No, they are quite specific to the class of programs using an "go knowledge" AI to choose the next move and run with the option "randomize" turned off. A program using a MCTS based evaluator will
not be making the same moves each time. There are "go knowledge" based programs that also will not make the
same move each time (but even when set to "randomize" likely to make the same sort of move)
jts wrote:
2. Tenuki
a. If you learn to play Go by imitating GnuGo, you'll tenuki way too often. (Unless you're crawling on the second or third line, in which case you'll never tenuki.)
b. Likewise, because you won't expect your sente moves to be treated as such, you'll probably take longer to understand the strategic role of sente.
c. And you will probably play out 1-2-3 forcing moves far too often. Beginners need to learn to play the third move - the threat that would make "1" effective - but if they are harboring the hope that GnuGo will ignore 1, and occasionally that hope is rewarded, it will take much longer to unlearn the habit.
That doesn't teach you to imitate the behavior but does force you to learn to cope with an opponent who complicates the game instead of keeping things simple. The programs aren't making a mistake by playing tenuki. Were you correct in assuming that move was sente? Maybe it just looked like sente to you but could be ignored in exchange for a gain elsewhere plus the aji being left behind here. Yes, a human opponent of your own strenght level would likely have treated that as sente because no more able than you to afford complications and trying to remember everything that was left pending.
jts wrote:
3. Unknown numbers of hard-coded errors
a. It's far too easy to manipulate GnuGo into giving you a huge central moyo (because of its submissive behavior towards shoulder hits - you can search for the thread in this forum if you don't know what I'm talking about). Whether you're imitating GnuGo or unconsciously adapting to take advantage of the error, you aren't playing better go.

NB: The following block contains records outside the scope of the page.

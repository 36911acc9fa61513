//! Color matrix resolution for the `ColorMatrix1`/`ColorMatrix2` tags.

use tracing::debug;

use crate::dng::common::error::{DngError, Result};
use crate::dng::tiff::tags::MATRIX_DENOMINATOR;

/// Largest magnitude that survives SRATIONAL encoding without clamping.
pub const MAX_MATRIX_ENTRY: f32 = (i32::MAX / MATRIX_DENOMINATOR) as f32;

/// XYZ(D50) to camera transform used when the caller supplies no
/// `ColorMatrix1`, row-major 3x3.
#[rustfmt::skip]
pub const DEFAULT_COLOR_MATRIX1: [f32; 9] = [
     2.005, -0.771, -0.269,
    -0.752,  1.688,  0.064,
    -0.149,  0.283,  0.745,
];

/// A value that may be converted into a color matrix entry.
pub trait MatrixValue {
    fn to_matrix_entry(&self) -> std::result::Result<f32, String>;
}

macro_rules! impl_numeric_matrix_value {
    ($($ty:ty),*) => {
        $(
            impl MatrixValue for $ty {
                fn to_matrix_entry(&self) -> std::result::Result<f32, String> {
                    Ok(*self as f32)
                }
            }
        )*
    };
}

impl_numeric_matrix_value!(f32, f64, i8, i16, i32, i64, u8, u16, u32, u64);

impl MatrixValue for str {
    fn to_matrix_entry(&self) -> std::result::Result<f32, String> {
        self.trim()
            .parse::<f32>()
            .map_err(|e| format!("{:?} is not a number ({})", self, e))
    }
}

impl MatrixValue for String {
    fn to_matrix_entry(&self) -> std::result::Result<f32, String> {
        self.as_str().to_matrix_entry()
    }
}

impl<T: MatrixValue + ?Sized> MatrixValue for &T {
    fn to_matrix_entry(&self) -> std::result::Result<f32, String> {
        (**self).to_matrix_entry()
    }
}

/// An owned, resolved color matrix.
#[derive(Debug, Clone, PartialEq)]
pub struct ColorMatrix {
    values: Vec<f32>,
}

impl ColorMatrix {
    /// Resolve caller input into a matrix.
    ///
    /// With no input this is a copy of [`DEFAULT_COLOR_MATRIX1`]. Otherwise
    /// every entry is converted to `f32`; the first entry that cannot be
    /// converted fails the whole call.
    pub fn resolve<T: MatrixValue>(input: Option<&[T]>) -> Result<Self> {
        let Some(input) = input else {
            return Self::from_f32(&DEFAULT_COLOR_MATRIX1);
        };

        let mut values = Vec::new();
        values
            .try_reserve_exact(input.len())
            .map_err(|_| DngError::OutOfMemory)?;

        for (index, item) in input.iter().enumerate() {
            let value = item
                .to_matrix_entry()
                .and_then(check_range)
                .map_err(|reason| DngError::InvalidColorMatrix { index, reason })?;
            values.push(value);
        }

        debug!("Resolved color matrix with {} entries", values.len());
        Ok(Self { values })
    }

    /// Resolve an optional matrix that has no default.
    pub fn resolve_optional<T: MatrixValue>(input: Option<&[T]>) -> Result<Option<Self>> {
        input.map(|values| Self::resolve(Some(values))).transpose()
    }

    fn from_f32(values: &[f32]) -> Result<Self> {
        let mut owned = Vec::new();
        owned
            .try_reserve_exact(values.len())
            .map_err(|_| DngError::OutOfMemory)?;
        owned.extend_from_slice(values);
        Ok(Self { values: owned })
    }

    pub fn values(&self) -> &[f32] {
        &self.values
    }

    pub fn len(&self) -> usize {
        self.values.len()
    }

    pub fn is_empty(&self) -> bool {
        self.values.is_empty()
    }

    pub fn into_values(self) -> Vec<f32> {
        self.values
    }
}

fn check_range(value: f32) -> std::result::Result<f32, String> {
    if !value.is_finite() {
        return Err(format!("{} is not finite", value));
    }
    if value.abs() > MAX_MATRIX_ENTRY {
        return Err(format!("{} exceeds +/-{}", value, MAX_MATRIX_ENTRY));
    }
    Ok(value)
}

#[cfg(test)]
mod tests {
    use super::*;
    use crate::dng::common::error::ErrorKind;

    #[test]
    fn test_default_matrix() {
        let matrix = ColorMatrix::resolve::<f32>(None).unwrap();
        assert_eq!(matrix.len(), 9);
        assert_eq!(matrix.values(), &DEFAULT_COLOR_MATRIX1);
        assert_eq!(matrix.values()[0].to_bits(), 2.005f32.to_bits());
        assert_eq!(matrix.values()[8].to_bits(), 0.745f32.to_bits());
    }

    #[test]
    fn test_integer_input() {
        let matrix = ColorMatrix::resolve(Some(&[1, 2, 3][..])).unwrap();
        assert_eq!(matrix.values(), &[1.0, 2.0, 3.0]);
        assert_eq!(matrix.len(), 3);
    }

    #[test]
    fn test_float_input_is_narrowed() {
        let matrix = ColorMatrix::resolve(Some(&[0.1f64, -2.5][..])).unwrap();
        assert_eq!(matrix.values(), &[0.1f32, -2.5f32]);
    }

    #[test]
    fn test_text_input() {
        let matrix = ColorMatrix::resolve(Some(&["1", " -0.5 ", "2e1"][..])).unwrap();
        assert_eq!(matrix.values(), &[1.0, -0.5, 20.0]);
    }

    #[test]
    fn test_non_numeric_entry() {
        let err = ColorMatrix::resolve(Some(&["x"][..])).unwrap_err();
        assert_eq!(err.kind(), ErrorKind::InvalidArgument);
        assert!(matches!(err, DngError::InvalidColorMatrix { index: 0, .. }));
    }

    #[test]
    fn test_failure_reports_first_bad_index() {
        let input = vec!["1.0".to_string(), "2.0".to_string(), "true".to_string()];
        let err = ColorMatrix::resolve(Some(&input[..])).unwrap_err();
        assert!(matches!(err, DngError::InvalidColorMatrix { index: 2, .. }));
    }

    #[test]
    fn test_non_finite_rejected() {
        let err = ColorMatrix::resolve(Some(&[1.0f32, f32::NAN][..])).unwrap_err();
        assert!(matches!(err, DngError::InvalidColorMatrix { index: 1, .. }));
        assert_eq!(err.kind(), ErrorKind::InvalidArgument);

        for text in ["NaN", "inf", "-inf"] {
            let err = ColorMatrix::resolve(Some(&["0.5", text][..])).unwrap_err();
            assert!(matches!(err, DngError::InvalidColorMatrix { index: 1, .. }));
        }
    }

    #[test]
    fn test_out_of_range_rejected() {
        let err = ColorMatrix::resolve(Some(&[0.0f64, 0.0, 1.0e6][..])).unwrap_err();
        assert!(matches!(err, DngError::InvalidColorMatrix { index: 2, .. }));

        let err = ColorMatrix::resolve(Some(&[-1.0e6f32][..])).unwrap_err();
        assert!(matches!(err, DngError::InvalidColorMatrix { index: 0, .. }));
    }

    #[test]
    fn test_range_limit_accepted() {
        let matrix = ColorMatrix::resolve(Some(&[MAX_MATRIX_ENTRY, -MAX_MATRIX_ENTRY][..])).unwrap();
        assert_eq!(matrix.values(), &[214748.0, -214748.0]);
    }

    #[test]
    fn test_empty_input() {
        let matrix = ColorMatrix::resolve::<f32>(Some(&[][..])).unwrap();
        assert!(matrix.is_empty());
    }

    #[test]
    fn test_optional_has_no_default() {
        assert!(ColorMatrix::resolve_optional::<f32>(None).unwrap().is_none());
        let identity = [1.0f32, 0.0, 0.0, 0.0, 1.0, 0.0, 0.0, 0.0, 1.0];
        let matrix = ColorMatrix::resolve_optional(Some(&identity[..])).unwrap().unwrap();
        assert_eq!(matrix.into_values(), identity.to_vec());
    }
}
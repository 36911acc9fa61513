//! Bayer color filter array patterns
//!
//! Maps each supported 2x2 Bayer arrangement to the color sequence written
//! into the `CFAPattern` tag.

use std::fmt;
use std::str::FromStr;

use crate::dng::common::error::{DngError, Result};

pub const CFA_BGGR: u32 = 0;
pub const CFA_GBRG: u32 = 1;
pub const CFA_GRBG: u32 = 2;
pub const CFA_RGGB: u32 = 3;

/// Width and height of the repeating CFA tile.
pub const CFA_REPEAT_PATTERN_DIM: [u16; 2] = [2, 2];

/// TIFF/EP color codes used in `CFAPattern`
#[derive(Debug, Clone, Copy, PartialEq, Eq)]
#[repr(u8)]
pub enum CfaColor {
    Red = 0,
    Green = 1,
    Blue = 2,
}

impl CfaColor {
    pub fn code(self) -> u8 {
        self as u8
    }
}

/// Bayer layouts, named by the 2x2 tile read left-to-right, top-to-bottom
#[derive(Debug, Clone, Copy, PartialEq, Eq, Default)]
pub enum CfaPattern {
    Bggr,
    Gbrg,
    Grbg,
    #[default]
    Rggb,
}

use CfaColor::{Blue, Green, Red};

const CFA_CELLS: [[CfaColor; 4]; 4] = [
    [Blue, Green, Green, Red],
    [Green, Blue, Red, Green],
    [Green, Red, Blue, Green],
    [Red, Green, Green, Blue],
];

impl CfaPattern {
    pub fn from_id(id: u32) -> Result<Self> {
        match id {
            CFA_BGGR => Ok(CfaPattern::Bggr),
            CFA_GBRG => Ok(CfaPattern::Gbrg),
            CFA_GRBG => Ok(CfaPattern::Grbg),
            CFA_RGGB => Ok(CfaPattern::Rggb),
            other => Err(DngError::InvalidCfaPattern(other)),
        }
    }

    pub fn id(self) -> u32 {
        match self {
            CfaPattern::Bggr => CFA_BGGR,
            CfaPattern::Gbrg => CFA_GBRG,
            CfaPattern::Grbg => CFA_GRBG,
            CfaPattern::Rggb => CFA_RGGB,
        }
    }

    /// Colors of the top-left, top-right, bottom-left and bottom-right cells.
    pub fn cells(self) -> [CfaColor; 4] {
        CFA_CELLS[self.id() as usize]
    }

    /// The `CFAPattern` tag payload.
    pub fn codes(self) -> [u8; 4] {
        self.cells().map(CfaColor::code)
    }
}

impl TryFrom<u32> for CfaPattern {
    type Error = DngError;

    fn try_from(id: u32) -> Result<Self> {
        CfaPattern::from_id(id)
    }
}

impl FromStr for CfaPattern {
    type Err = DngError;

    fn from_str(s: &str) -> Result<Self> {
        match s.to_ascii_uppercase().as_str() {
            "BGGR" => Ok(CfaPattern::Bggr),
            "GBRG" => Ok(CfaPattern::Gbrg),
            "GRBG" => Ok(CfaPattern::Grbg),
            "RGGB" => Ok(CfaPattern::Rggb),
            _ => match s.parse::<u32>() {
                Ok(id) => CfaPattern::from_id(id),
                Err(_) => Err(DngError::InvalidCfaPattern(u32::MAX)),
            },
        }
    }
}

impl fmt::Display for CfaPattern {
    fn fmt(&self, f: &mut fmt::Formatter<'_>) -> fmt::Result {
        let name = match self {
            CfaPattern::Bggr => "BGGR",
            CfaPattern::Gbrg => "GBRG",
            CfaPattern::Grbg => "GRBG",
            CfaPattern::Rggb => "RGGB",
        };
        f.write_str(name)
    }
}
use crate::dng::common::error::Result;
use crate::dng::tiff::tags::TagField;

/// Low-level TIFF directory writer the DNG encoder drives.
pub trait TagWriter {
    fn set_field(&mut self, field: &TagField) -> Result<()>;
    fn write_scanline(&mut self, row: u32, scanline: &[u8]) -> Result<()>;
    fn write_directory(&mut self) -> Result<()>;
}
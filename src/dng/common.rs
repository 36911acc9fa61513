//! Common utilities module
//!
//! This module contains the error type shared across the DNG writer.

pub mod error;

pub use error::{DngError, ErrorKind, Result};
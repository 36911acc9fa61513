//! Bayer raster to DNG writer
//!
//! This module turns a single-channel 8- or 16-bit sensor mosaic into a
//! single-image DNG file, with separate modules for raster validation, CFA
//! and color metadata, TIFF tag writing, and encode orchestration.

pub mod cfa;
pub mod color;
pub mod common;
pub mod conversions;
pub mod raster;
pub mod tiff;

pub use common::{DngError, ErrorKind, Result};

pub use cfa::{CfaColor, CfaPattern, CFA_BGGR, CFA_GBRG, CFA_GRBG, CFA_RGGB};

pub use color::{
    illuminant::*,
    ColorMatrix,
    MatrixValue,
    DEFAULT_COLOR_MATRIX1,
};

pub use raster::{
    validate,
    BytesPerSample,
    Raster,
    RasterGeometry,
    SampleType,
};

pub use tiff::{
    DngOptions,
    DngOptionsBuilder,
    StandardTagWriter,
    TagWriter,
};

pub use conversions::{save_dng, RasterToDngPipeline};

b. I can't quantify this problem as well, but GnuGo isn't very good at brawling. Last February I was travelling and wasn't able to use KGS, so I tried beating GnuGo on 9x9 with 2H, and then with 3H. I only got within 3 pts. of winning on 3H, but there's something wrong with that. I couldn't have gotten that close to a beginner with 3H. Same logic as 3a, mutis mutandis.
c. Who knows what other weird behavior GnuGo has that hasn't been recognized yet? And no matter how many times you play with GnuGo, it won't get better or learn from its mistakes.
Again, the passive behavior of the AI evaluators has been well noted but that is not true of "go playing computer programs". Nor do they lack brawling capability. I don't just play against the computer but also at the local go club and when the last update came out I took in MFOG 12 on a moderately powerful two core machine so our strong players could decide if it was really 1 dan (Remember, forget about the bots on the server playing on much more powerful machines. That translates into a lot of thinking time per move. MFOG is only ~1.5 d on a more realistic machine such as we might have at home). The results were interesting. Both the 7d and the 5d gave the program the appropriate number of stones and in both cases lost the games. But most interesting (from what you said about weak brawling) was that they lost in the same way, misjudging the amount of aji left behind as they thought they were beating it. In other words, they lost to the brawling counterattack. In both cases they expressed the opinion that the program was weaker than 1d in the strategic sense but much stronger than 1d in fighting.
Perhaps if you only want to consider "open source" programs you might want to check out fuego. You really need to understand that perhaps people continue developing the "go knowledge" based program because they are at least as interesting in studying how an AI might be programed to play go as they are in having the strongest playing program at the moment. Besides, that AI could be used as a "plausible move generator" even if some form of MCTS used to evaluate moves (chooes the best from the set of the plausible). When that is done, athough the progam should be classed with the MCTS progams it should be free from the objection of "weird move no human would think of".
Look, people trying to use a computer program to get games in and learn need to be careful how they use this tool. But that is true of most tools.